• [WORK INSTRUCTIONS]: Copy out all lines from the material that contain the string "then".

======== DATA IN THIS EXERCISE ========

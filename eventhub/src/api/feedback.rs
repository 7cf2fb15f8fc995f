//! Feedback endpoints.
//!
//! - PUT /api/events/:id/feedback/mine - Submit or replace the caller's feedback
//! - GET /api/events/:id/feedback/mine - The caller's feedback
//! - GET /api/events/:id/feedback - All feedback for an event (admin)

use super::{ApiJson, ApiPath};
use crate::auth::{RequireAdmin, SessionUser};
use crate::server::state::AppState;
use axum::{Json, extract::State, http::StatusCode};
use seatledger_core::store::FeedbackOutcome;
use seatledger_core::types::{EventId, Feedback};
use seatledger_web::AppError;
use serde::Deserialize;

/// Feedback submission.
#[derive(Debug, Deserialize)]
pub struct FeedbackRequest {
    /// 1 to 5 stars
    pub rating: u8,
    /// Free text
    #[serde(default)]
    pub comment: String,
}

/// Submit feedback for an event the caller attended.
///
/// 201 on first submission, 200 when replacing an earlier one.
pub async fn submit_mine(
    State(state): State<AppState>,
    session: SessionUser,
    ApiPath(event_id): ApiPath<EventId>,
    ApiJson(request): ApiJson<FeedbackRequest>,
) -> Result<(StatusCode, Json<Feedback>), AppError> {
    let outcome = state
        .feedback
        .submit_feedback(&session.actor, event_id, request.rating, request.comment)
        .await?;
    Ok(match outcome {
        FeedbackOutcome::Created(feedback) => (StatusCode::CREATED, Json(feedback)),
        FeedbackOutcome::Updated(feedback) => (StatusCode::OK, Json(feedback)),
    })
}

/// The caller's feedback for an event.
pub async fn get_mine(
    State(state): State<AppState>,
    session: SessionUser,
    ApiPath(event_id): ApiPath<EventId>,
) -> Result<Json<Feedback>, AppError> {
    state
        .feedback
        .my_feedback(&session.actor, event_id)
        .await?
        .map(Json)
        .ok_or_else(|| AppError::not_found("Feedback for event", event_id))
}

/// All feedback left for an event.
///
/// Requires the admin role.
pub async fn list_for_event(
    State(state): State<AppState>,
    RequireAdmin(admin): RequireAdmin,
    ApiPath(event_id): ApiPath<EventId>,
) -> Result<Json<Vec<Feedback>>, AppError> {
    Ok(Json(
        state.feedback.event_feedback(&admin.actor, event_id).await?,
    ))
}
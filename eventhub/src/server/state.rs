//! Application state for the eventhub HTTP server.
//!
//! Holds the services every handler works through. Cloned per request; all
//! fields are shared behind `Arc`.

use crate::auth::jwt::JwtVerifier;
use axum::extract::FromRef;
use seatledger_core::blob::BlobStore;
use seatledger_core::environment::Clock;
use seatledger_core::feed::ChangeFeed;
use seatledger_core::notifier::Notifier;
use seatledger_core::store::{
    CatalogStore, FeedbackStore, ProfileStore, RegistrationStore, SeatStore,
};
use seatledger_core::{CatalogService, FeedbackService, ReminderService, SeatLedger};
use std::sync::Arc;

/// Everything the state needs besides the store itself.
pub struct Integrations {
    /// Source of live event changes
    pub feed: Arc<dyn ChangeFeed>,
    /// Email function client
    pub notifier: Arc<dyn Notifier>,
    /// Image storage
    pub blobs: Arc<dyn BlobStore>,
    /// Time source
    pub clock: Arc<dyn Clock>,
    /// Access token verification
    pub jwt: Arc<JwtVerifier>,
    /// Reminder look-ahead when the request names none
    pub reminder_window: chrono::Duration,
    /// Largest accepted image upload
    pub max_upload_bytes: usize,
}

/// Application state shared across all HTTP handlers.
#[derive(Clone)]
pub struct AppState {
    /// Seat accounting
    pub ledger: Arc<SeatLedger>,
    /// Event catalog and "my events"
    pub catalog: Arc<CatalogService>,
    /// Post-event feedback
    pub feedback: Arc<FeedbackService>,
    /// Reminder dispatch
    pub reminders: Arc<ReminderService>,
    /// Profiles, for role lookup
    pub profiles: Arc<dyn ProfileStore>,
    /// Catalog store, for readiness probes
    pub events: Arc<dyn CatalogStore>,
    /// Source of live event changes
    pub feed: Arc<dyn ChangeFeed>,
    /// Image storage
    pub blobs: Arc<dyn BlobStore>,
    /// Time source
    pub clock: Arc<dyn Clock>,
    /// Access token verification
    pub jwt: Arc<JwtVerifier>,
    /// Default reminder look-ahead
    pub reminder_window: chrono::Duration,
    /// Largest accepted image upload
    pub max_upload_bytes: usize,
}

impl AppState {
    /// Wire every service onto one store.
    #[must_use]
    pub fn new<S>(store: Arc<S>, integrations: Integrations) -> Self
    where
        S: SeatStore + CatalogStore + RegistrationStore + FeedbackStore + ProfileStore + 'static,
    {
        let Integrations {
            feed,
            notifier,
            blobs,
            clock,
            jwt,
            reminder_window,
            max_upload_bytes,
        } = integrations;

        let seats: Arc<dyn SeatStore> = store.clone();
        let events: Arc<dyn CatalogStore> = store.clone();
        let registrations: Arc<dyn RegistrationStore> = store.clone();
        let feedback: Arc<dyn FeedbackStore> = store.clone();
        let profiles: Arc<dyn ProfileStore> = store;

        Self {
            ledger: Arc::new(SeatLedger::new(
                seats,
                Arc::clone(&clock),
                Arc::clone(&notifier),
            )),
            catalog: Arc::new(CatalogService::new(
                Arc::clone(&events),
                Arc::clone(&registrations),
                Arc::clone(&clock),
            )),
            feedback: Arc::new(FeedbackService::new(
                Arc::clone(&events),
                Arc::clone(&registrations),
                feedback,
                Arc::clone(&clock),
            )),
            reminders: Arc::new(ReminderService::new(
                Arc::clone(&events),
                registrations,
                notifier,
                Arc::clone(&clock),
            )),
            profiles,
            events,
            feed,
            blobs,
            clock,
            jwt,
            reminder_window,
            max_upload_bytes,
        }
    }
}

// Lets the shared readiness handler extract the catalog store
impl FromRef<AppState> for Arc<dyn CatalogStore> {
    fn from_ref(app_state: &AppState) -> Self {
        Arc::clone(&app_state.events)
    }
}
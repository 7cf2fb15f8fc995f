//! `PostgreSQL` persistence for the seat ledger.
//!
//! This crate provides [`PostgresStore`], which implements every store trait
//! from `seatledger-core`, and [`PostgresChangeFeed`], which relays changes to
//! the `events` table through `LISTEN/NOTIFY`. It uses sqlx with runtime
//! queries and supports:
//!
//! - Seat mutations as row-locking transactions (`SELECT … FOR UPDATE` on the
//!   event row, then conditional updates)
//! - A partial unique index on `registrations (event_id, user_id)` as the
//!   backstop against duplicate registrations
//! - Embedded migrations
//!
//! # Lock ordering
//!
//! Every transaction that touches both tables locks the `events` row before
//! any `registrations` row, so concurrent ledger operations cannot deadlock.
//!
//! # Example
//!
//! ```ignore
//! use seatledger_postgres::PostgresStore;
//!
//! async fn example() -> Result<(), Box<dyn std::error::Error>> {
//!     let store = PostgresStore::connect("postgres://localhost/seatledger", 10).await?;
//!     store.migrate().await?;
//!     Ok(())
//! }
//! ```

mod catalog;
mod feed;
mod rows;
mod seats;

pub use feed::{CHANNEL, PostgresChangeFeed};

use seatledger_core::error::StoreError;
use sqlx::postgres::{PgPool, PgPoolOptions};
use std::time::Duration;

/// Store backed by a `PostgreSQL` connection pool.
#[derive(Clone, Debug)]
pub struct PostgresStore {
    pool: PgPool,
}

impl PostgresStore {
    /// Connect with a pool of at most `max_connections`.
    ///
    /// # Errors
    ///
    /// Returns [`StoreError::Unavailable`] if the database cannot be reached.
    pub async fn connect(database_url: &str, max_connections: u32) -> Result<Self, StoreError> {
        Self::connect_with(
            PgPoolOptions::new()
                .max_connections(max_connections)
                .acquire_timeout(Duration::from_secs(5)),
            database_url,
        )
        .await
    }

    /// Connect with explicit pool options.
    ///
    /// # Errors
    ///
    /// Returns [`StoreError::Unavailable`] if the database cannot be reached.
    pub async fn connect_with(options: PgPoolOptions, database_url: &str) -> Result<Self, StoreError> {
        let pool = options
            .connect(database_url)
            .await
            .map_err(|e| StoreError::Unavailable(format!("Failed to connect: {e}")))?;
        Ok(Self::from_pool(pool))
    }

    /// Wrap an existing pool.
    #[must_use]
    pub const fn from_pool(pool: PgPool) -> Self {
        Self { pool }
    }

    /// The underlying pool.
    #[must_use]
    pub const fn pool(&self) -> &PgPool {
        &self.pool
    }

    /// Run the embedded migrations.
    ///
    /// # Errors
    ///
    /// Returns [`StoreError::Unavailable`] if a migration fails.
    pub async fn migrate(&self) -> Result<(), StoreError> {
        sqlx::migrate!("./migrations")
            .run(&self.pool)
            .await
            .map_err(|e| StoreError::Unavailable(format!("Migration failed: {e}")))?;
        tracing::info!("Database migrations applied");
        Ok(())
    }
}

/// Map a sqlx error into a [`StoreError`] with context.
pub(crate) fn db_error(context: &'static str) -> impl FnOnce(sqlx::Error) -> StoreError {
    move |e| {
        metrics::counter!("seatledger_store_errors_total", "operation" => context).increment(1);
        StoreError::Unavailable(format!("{context}: {e}"))
    }
}

/// Whether an error is a unique-constraint violation.
pub(crate) fn is_unique_violation(error: &sqlx::Error) -> bool {
    matches!(error, sqlx::Error::Database(db_err) if db_err.is_unique_violation())
}
//! ML prediction engine

mod features;
mod inference;
mod registry;
mod risk;
mod temporal;

pub use features::{
    defaults, FeatureSchema, FeatureVector, FeatureVectorizer, ANOMALY_SCHEMA, DELAY_SCHEMA,
};
pub use inference::{
    compute_checksum, HeuristicRegistry, OnnxModelRegistry, HEURISTIC_VERSION,
    METADATA_FILE,
};
pub use registry::{
    default_season_classes, encode_with_classes, Classification, ModelArtifact, ModelFiles,
    ModelMetadata, ModelRegistry,
};
pub use risk::{
    RiskConfig, RiskLevel, RiskScorer, ANOMALY_WEIGHT, DELAY_WEIGHT, HIGH_PROBABILITY_THRESHOLD,
    HIGH_SCORE_THRESHOLD, MEDIUM_PROBABILITY_THRESHOLD, MEDIUM_SCORE_THRESHOLD,
};
pub use temporal::{Clock, FixedClock, Season, SystemClock, TemporalContext};

use crate::error::{capabilities, InsightsError, Result};
use crate::models::{AnomalyPrediction, DelayPrediction, PredictionResult, ShipmentInput};
use tracing::debug;

/// Classify delay and, for delayed shipments, estimate the duration
///
/// The duration regressor only runs when the classifier says delayed and
/// reuses the same feature vector. Negative estimates are floored at zero.
pub fn assess_delay(
    input: &ShipmentInput,
    vectorizer: &FeatureVectorizer,
    registry: &dyn ModelRegistry,
) -> Result<(Classification, f64)> {
    let features = vectorizer.vectorize_for_delay(input, registry)?;
    let delay = registry
        .classify_delay(&features)?
        .validated(capabilities::CLASSIFY_DELAY)?;

    if !delay.label {
        return Ok((delay, 0.0));
    }

    let hours = registry.regress_delay_duration(&features)?;
    if !hours.is_finite() {
        return Err(InsightsError::inference(
            capabilities::REGRESS_DELAY_DURATION,
            format!("non-finite duration {}", hours),
        ));
    }
    if hours < 0.0 {
        debug!(hours, "Negative delay estimate floored at zero");
    }
    Ok((delay, hours.max(0.0)))
}

/// Classify the anomaly likelihood of a shipment's cargo conditions
pub fn assess_anomaly(
    input: &ShipmentInput,
    vectorizer: &FeatureVectorizer,
    registry: &dyn ModelRegistry,
) -> Result<Classification> {
    let features = vectorizer.vectorize_for_anomaly(input, registry)?;
    registry
        .classify_anomaly(&features)?
        .validated(capabilities::CLASSIFY_ANOMALY)
}

/// Run every capability for one shipment and compose the risk
pub fn score_shipment(
    input: &ShipmentInput,
    vectorizer: &FeatureVectorizer,
    registry: &dyn ModelRegistry,
    scorer: &RiskScorer,
) -> Result<PredictionResult> {
    let (delay, estimated_delay_hours) = assess_delay(input, vectorizer, registry)?;
    let anomaly = assess_anomaly(input, vectorizer, registry)?;
    let (risk_score, risk_level) = scorer.score(delay.probability, anomaly.probability);

    Ok(PredictionResult {
        shipment_id: input.id_or_unknown().to_string(),
        delay_probability: delay.probability,
        is_delayed: delay.label,
        estimated_delay_hours,
        anomaly_probability: anomaly.probability,
        has_anomaly: anomaly.label,
        risk_score,
        risk_level,
    })
}

/// Delay answer with a level from the delay probability alone
pub fn predict_delay(
    input: &ShipmentInput,
    vectorizer: &FeatureVectorizer,
    registry: &dyn ModelRegistry,
) -> Result<DelayPrediction> {
    let (delay, estimated_delay_hours) = assess_delay(input, vectorizer, registry)?;
    Ok(DelayPrediction {
        is_delayed: delay.label,
        delay_probability: delay.probability,
        estimated_delay_hours,
        risk_level: RiskLevel::from_probability(delay.probability),
    })
}

/// Anomaly answer with a level from the anomaly probability alone
pub fn predict_anomaly(
    input: &ShipmentInput,
    vectorizer: &FeatureVectorizer,
    registry: &dyn ModelRegistry,
) -> Result<AnomalyPrediction> {
    let anomaly = assess_anomaly(input, vectorizer, registry)?;
    Ok(AnomalyPrediction {
        has_anomaly: anomaly.label,
        anomaly_probability: anomaly.probability,
        risk_level: RiskLevel::from_probability(anomaly.probability),
    })
}


#[cfg(test)]
mod tests {
    use super::testing::*;
    use super::*;

    #[test]
    fn test_score_shipment_composes_outputs() {
        let registry = ScriptedRegistry::new().on(800.0, (true, 0.8), 14.5, (false, 0.0));
        let result = score_shipment(
            &shipment(800.0),
            &fixed_vectorizer(),
            &registry,
            &RiskScorer::new(),
        )
        .unwrap();

        assert_eq!(result.shipment_id, "SH800");
        assert!(result.is_delayed);
        assert_eq!(result.estimated_delay_hours, 14.5);
        assert!((result.risk_score - 48.0).abs() < 1e-9);
        assert_eq!(result.risk_level, RiskLevel::High);
        assert!(!result.has_anomaly);
    }

    #[test]
    fn test_regressor_skipped_when_not_delayed() {
        let registry = ScriptedRegistry::new().on(100.0, (false, 0.3), 99.0, (false, 0.1));
        let result = score_shipment(
            &shipment(100.0),
            &fixed_vectorizer(),
            &registry,
            &RiskScorer::new(),
        )
        .unwrap();

        assert_eq!(result.estimated_delay_hours, 0.0);
        assert_eq!(registry.regress_calls(), 0);
    }

    #[test]
    fn test_negative_duration_floored() {
        let registry = ScriptedRegistry::new().on(100.0, (true, 0.6), -1.5, (false, 0.1));
        let (_, hours) = assess_delay(&shipment(100.0), &fixed_vectorizer(), &registry).unwrap();
        assert_eq!(hours, 0.0);
    }

    #[test]
    fn test_non_finite_duration_is_inference_failure() {
        let registry = ScriptedRegistry::new().on(100.0, (true, 0.6), f64::NAN, (false, 0.1));
        let err = assess_delay(&shipment(100.0), &fixed_vectorizer(), &registry).unwrap_err();
        assert!(matches!(
            err,
            InsightsError::Inference { capability, .. } if capability == capabilities::REGRESS_DELAY_DURATION
        ));
    }

    #[test]
    fn test_out_of_range_probability_rejected() {
        let registry = ScriptedRegistry::new().on(100.0, (false, 0.2), 0.0, (true, 1.4));
        let err = score_shipment(
            &shipment(100.0),
            &fixed_vectorizer(),
            &registry,
            &RiskScorer::new(),
        )
        .unwrap_err();
        assert_eq!(err.kind(), "inference_failure");
    }

    #[test]
    fn test_single_capability_levels() {
        let registry = ScriptedRegistry::new().on(100.0, (true, 0.55), 3.0, (false, 0.75));
        let delay = predict_delay(&shipment(100.0), &fixed_vectorizer(), &registry).unwrap();
        assert_eq!(delay.risk_level, RiskLevel::Medium);
        assert_eq!(delay.estimated_delay_hours, 3.0);

        let anomaly = predict_anomaly(&shipment(100.0), &fixed_vectorizer(), &registry).unwrap();
        assert_eq!(anomaly.risk_level, RiskLevel::High);
        assert!(!anomaly.has_anomaly);
    }

    #[test]
    fn test_schema_skew_stops_scoring() {
        let mut order = DELAY_SCHEMA.field_names();
        order.reverse();
        let registry = ScriptedRegistry::new()
            .on(100.0, (false, 0.2), 0.0, (false, 0.1))
            .with_feature_order(order);
        let err = score_shipment(
            &shipment(100.0),
            &fixed_vectorizer(),
            &registry,
            &RiskScorer::new(),
        )
        .unwrap_err();
        assert_eq!(err.kind(), "schema_error");
    }
}
//! Configuration management for the CLI

use anyhow::{Context, Result};
use serde::{Deserialize, Serialize};
use std::path::{Path, PathBuf};

/// Service URL used when neither flag, environment nor config file set one
pub const DEFAULT_API_URL: &str = "http://localhost:5000";

/// CLI configuration
#[derive(Debug, Clone, Serialize, Deserialize, Default)]
pub struct Config {
    /// ML service URL
    pub api_url: Option<String>,
}

impl Config {
    /// Load configuration from `~/.config/chainsight/config.json`, if present
    pub fn load() -> Result<Self> {
        Self::load_from(&Self::config_path()?)
    }

    pub fn load_from(path: &Path) -> Result<Self> {
        if !path.exists() {
            return Ok(Self::default());
        }

        let content = std::fs::read_to_string(path)
            .with_context(|| format!("Failed to read config file {}", path.display()))?;

        serde_json::from_str(&content)
            .with_context(|| format!("Failed to parse config file {}", path.display()))
    }

    /// Pick the service URL: explicit flag or env, then config file, then default
    pub fn resolve_api_url(&self, explicit: Option<&str>) -> String {
        explicit
            .map(str::to_string)
            .or_else(|| self.api_url.clone())
            .unwrap_or_else(|| DEFAULT_API_URL.to_string())
    }

    /// Get the configuration file path
    fn config_path() -> Result<PathBuf> {
        let home = dirs_next::home_dir().context("Could not determine home directory")?;
        Ok(home.join(".config").join("chainsight").join("config.json"))
    }
}
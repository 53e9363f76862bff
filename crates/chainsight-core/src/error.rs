//! Error types for the inference and aggregation pipeline

use thiserror::Error;

/// Capability names used in inference errors and logs
pub mod capabilities {
    pub const CLASSIFY_DELAY: &str = "classify_delay";
    pub const REGRESS_DELAY_DURATION: &str = "regress_delay_duration";
    pub const CLASSIFY_ANOMALY: &str = "classify_anomaly";
    pub const ENCODE_SEASON: &str = "encode_season";
}

/// Errors surfaced by the shipment insights core
#[derive(Debug, Error)]
pub enum InsightsError {
    /// Feature order disagreement between the vectorizer and the model registry.
    /// Indicates version skew between deployed models and this build.
    #[error("feature schema mismatch for {schema}: {detail}")]
    Schema { schema: String, detail: String },

    /// A registry capability failed or produced unusable output
    #[error("{capability} failed: {reason}")]
    Inference {
        capability: &'static str,
        reason: String,
    },

    /// A supplied shipment field has the wrong type
    #[error("invalid value for `{field}`: expected {expected}, found {found}")]
    InputValidation {
        field: String,
        expected: &'static str,
        found: String,
    },

    /// Model artifacts could not be read, verified or optimized
    #[error("failed to load model artifacts from {path}: {reason}")]
    ModelLoad { path: String, reason: String },
}

impl InsightsError {
    pub fn schema(schema: impl Into<String>, detail: impl Into<String>) -> Self {
        Self::Schema {
            schema: schema.into(),
            detail: detail.into(),
        }
    }

    pub fn inference(capability: &'static str, reason: impl std::fmt::Display) -> Self {
        Self::Inference {
            capability,
            reason: reason.to_string(),
        }
    }

    pub fn input_validation(
        field: impl Into<String>,
        expected: &'static str,
        found: impl Into<String>,
    ) -> Self {
        Self::InputValidation {
            field: field.into(),
            expected,
            found: found.into(),
        }
    }

    pub fn model_load(path: impl Into<String>, reason: impl std::fmt::Display) -> Self {
        Self::ModelLoad {
            path: path.into(),
            reason: reason.to_string(),
        }
    }

    /// Stable identifier for logs and metric labels
    pub fn kind(&self) -> &'static str {
        match self {
            Self::Schema { .. } => "schema_error",
            Self::Inference { .. } => "inference_failure",
            Self::InputValidation { .. } => "input_validation_error",
            Self::ModelLoad { .. } => "model_load_error",
        }
    }

    /// True when the caller sent bad data, as opposed to a deployment or model fault
    pub fn is_client_error(&self) -> bool {
        matches!(self, Self::InputValidation { .. })
    }
}

pub type Result<T> = std::result::Result<T, InsightsError>;

#[cfg(test)]
mod tests {
    use super::*;

    #[test]
    fn test_error_kinds_are_distinct() {
        let errors = [
            InsightsError::schema("delay/v1", "length differs"),
            InsightsError::inference(capabilities::CLASSIFY_DELAY, "no output"),
            InsightsError::input_validation("distance_km", "number", "string"),
            InsightsError::model_load("models", "missing metadata.json"),
        ];
        let kinds: Vec<_> = errors.iter().map(|e| e.kind()).collect();
        assert_eq!(
            kinds,
            vec![
                "schema_error",
                "inference_failure",
                "input_validation_error",
                "model_load_error"
            ]
        );
    }

    #[test]
    fn test_only_validation_is_client_error() {
        assert!(InsightsError::input_validation("x", "number", "bool").is_client_error());
        assert!(!InsightsError::inference(capabilities::CLASSIFY_ANOMALY, "boom").is_client_error());
        assert!(!InsightsError::schema("anomaly/v1", "order").is_client_error());
    }

    #[test]
    fn test_display_carries_detail() {
        let err = InsightsError::input_validation("route_complexity", "integer", "string \"high\"");
        let msg = err.to_string();
        assert!(msg.contains("route_complexity"));
        assert!(msg.contains("integer"));
        assert!(msg.contains("\"high\""));
    }
}
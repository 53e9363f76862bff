//! Model registry capability boundary
//!
//! The pipeline only ever talks to a [`ModelRegistry`]: "given a feature
//! vector, return a probability and/or a class". How the models behind it
//! were trained or stored is not its concern.

use super::features::{FeatureVector, ANOMALY_SCHEMA, DELAY_SCHEMA};
use crate::error::{capabilities, InsightsError, Result};
use serde::{Deserialize, Serialize};

/// Output of a binary classifier
#[derive(Debug, Clone, Copy, PartialEq, Serialize, Deserialize)]
pub struct Classification {
    pub label: bool,
    /// Probability of the positive class
    pub probability: f64,
}

impl Classification {
    pub fn new(label: bool, probability: f64) -> Self {
        Self { label, probability }
    }

    /// Reject non-finite or out-of-range probabilities
    pub fn validated(self, capability: &'static str) -> Result<Self> {
        if !self.probability.is_finite() || !(0.0..=1.0).contains(&self.probability) {
            return Err(InsightsError::inference(
                capability,
                format!("probability {} outside [0, 1]", self.probability),
            ));
        }
        Ok(self)
    }
}

/// Predictive capabilities the pipeline depends on
///
/// Implementations are immutable after construction and shared across
/// threads.
pub trait ModelRegistry: Send + Sync {
    /// Delay classifier over a delay-schema vector
    fn classify_delay(&self, features: &FeatureVector) -> Result<Classification>;

    /// Expected delay in hours; only meaningful for delayed shipments
    fn regress_delay_duration(&self, features: &FeatureVector) -> Result<f64>;

    /// Anomaly classifier over an anomaly-schema vector
    fn classify_anomaly(&self, features: &FeatureVector) -> Result<Classification>;

    /// Fitted categorical encoding of a season name
    fn encode_season(&self, season: &str) -> Result<i64>;

    /// Delay feature order the models were fit against
    fn declared_feature_order(&self) -> &[String];

    /// Anomaly feature order, when the registry declares one
    fn declared_anomaly_feature_order(&self) -> Option<&[String]> {
        None
    }

    fn metadata(&self) -> &ModelMetadata;

    fn version(&self) -> &str {
        &self.metadata().version
    }
}

/// Encode a season as its index in a sorted-label class list
pub fn encode_with_classes(classes: &[String], season: &str) -> Result<i64> {
    classes
        .iter()
        .position(|c| c == season)
        .map(|idx| idx as i64)
        .ok_or_else(|| {
            InsightsError::inference(
                capabilities::ENCODE_SEASON,
                format!("unknown season {:?}, encoder knows {:?}", season, classes),
            )
        })
}

/// Season classes in the order a label encoder fit on them assigns codes
pub fn default_season_classes() -> Vec<String> {
    ["Fall", "Spring", "Summer", "Winter"]
        .iter()
        .map(|s| s.to_string())
        .collect()
}

/// A model file and its optional SHA-256 checksum
#[derive(Debug, Clone, PartialEq, Serialize, Deserialize)]
pub struct ModelArtifact {
    pub file: String,
    #[serde(default, skip_serializing_if = "Option::is_none")]
    pub sha256: Option<String>,
}

impl ModelArtifact {
    pub fn new(file: impl Into<String>) -> Self {
        Self {
            file: file.into(),
            sha256: None,
        }
    }
}

/// Model files of a registry
#[derive(Debug, Clone, PartialEq, Serialize, Deserialize)]
pub struct ModelFiles {
    #[serde(default = "default_delay_classifier")]
    pub delay_classifier: ModelArtifact,
    #[serde(default = "default_delay_regressor")]
    pub delay_regressor: ModelArtifact,
    #[serde(default = "default_anomaly_detector")]
    pub anomaly_detector: ModelArtifact,
}

fn default_delay_classifier() -> ModelArtifact {
    ModelArtifact::new("delay_classifier.onnx")
}

fn default_delay_regressor() -> ModelArtifact {
    ModelArtifact::new("delay_regressor.onnx")
}

fn default_anomaly_detector() -> ModelArtifact {
    ModelArtifact::new("anomaly_detector.onnx")
}

impl Default for ModelFiles {
    fn default() -> Self {
        Self {
            delay_classifier: default_delay_classifier(),
            delay_regressor: default_delay_regressor(),
            anomaly_detector: default_anomaly_detector(),
        }
    }
}

/// Contents of `metadata.json` next to the exported models
#[derive(Debug, Clone, PartialEq, Serialize, Deserialize)]
pub struct ModelMetadata {
    pub version: String,
    #[serde(default, skip_serializing_if = "Option::is_none")]
    pub trained_at: Option<String>,
    /// Delay feature order used at training time
    pub feature_cols: Vec<String>,
    #[serde(default, skip_serializing_if = "Option::is_none")]
    pub anomaly_feature_cols: Option<Vec<String>>,
    #[serde(default = "default_season_classes")]
    pub season_classes: Vec<String>,
    #[serde(default)]
    pub models: ModelFiles,
}

impl ModelMetadata {
    /// Metadata matching the schemas this build vectorizes for
    pub fn for_current_schemas(version: impl Into<String>) -> Self {
        Self {
            version: version.into(),
            trained_at: None,
            feature_cols: DELAY_SCHEMA.field_names(),
            anomaly_feature_cols: Some(ANOMALY_SCHEMA.field_names()),
            season_classes: default_season_classes(),
            models: ModelFiles::default(),
        }
    }
}

#[cfg(test)]
mod tests {
    use super::*;

    #[test]
    fn test_season_encoding_sorted_labels() {
        let classes = default_season_classes();
        assert_eq!(encode_with_classes(&classes, "Fall").unwrap(), 0);
        assert_eq!(encode_with_classes(&classes, "Spring").unwrap(), 1);
        assert_eq!(encode_with_classes(&classes, "Summer").unwrap(), 2);
        assert_eq!(encode_with_classes(&classes, "Winter").unwrap(), 3);
    }

    #[test]
    fn test_unknown_season_is_inference_failure() {
        let err = encode_with_classes(&default_season_classes(), "Monsoon").unwrap_err();
        assert!(matches!(
            err,
            InsightsError::Inference { capability, .. } if capability == capabilities::ENCODE_SEASON
        ));
    }

    #[test]
    fn test_classification_validation() {
        assert!(Classification::new(true, 0.9).validated("test").is_ok());
        assert!(Classification::new(false, 0.0).validated("test").is_ok());
        assert!(Classification::new(true, 1.2).validated("test").is_err());
        assert!(Classification::new(true, f64::NAN).validated("test").is_err());
    }

    #[test]
    fn test_metadata_defaults_from_minimal_json() {
        let meta: ModelMetadata = serde_json::from_str(
            r#"{"version": "1.0.0", "feature_cols": ["distance_km"]}"#,
        )
        .unwrap();
        assert_eq!(meta.season_classes, default_season_classes());
        assert_eq!(meta.models.delay_classifier.file, "delay_classifier.onnx");
        assert!(meta.models.anomaly_detector.sha256.is_none());
        assert!(meta.anomaly_feature_cols.is_none());
    }

    #[test]
    fn test_metadata_for_current_schemas() {
        let meta = ModelMetadata::for_current_schemas("test");
        assert_eq!(meta.feature_cols.len(), 11);
        assert_eq!(meta.anomaly_feature_cols.as_ref().map(|c| c.len()), Some(5));
    }
}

========

• [SOLUTION TO THIS TASK]:
//!   event row, then conditional updates)
    /// Pick the service URL: explicit flag or env, then config file, then default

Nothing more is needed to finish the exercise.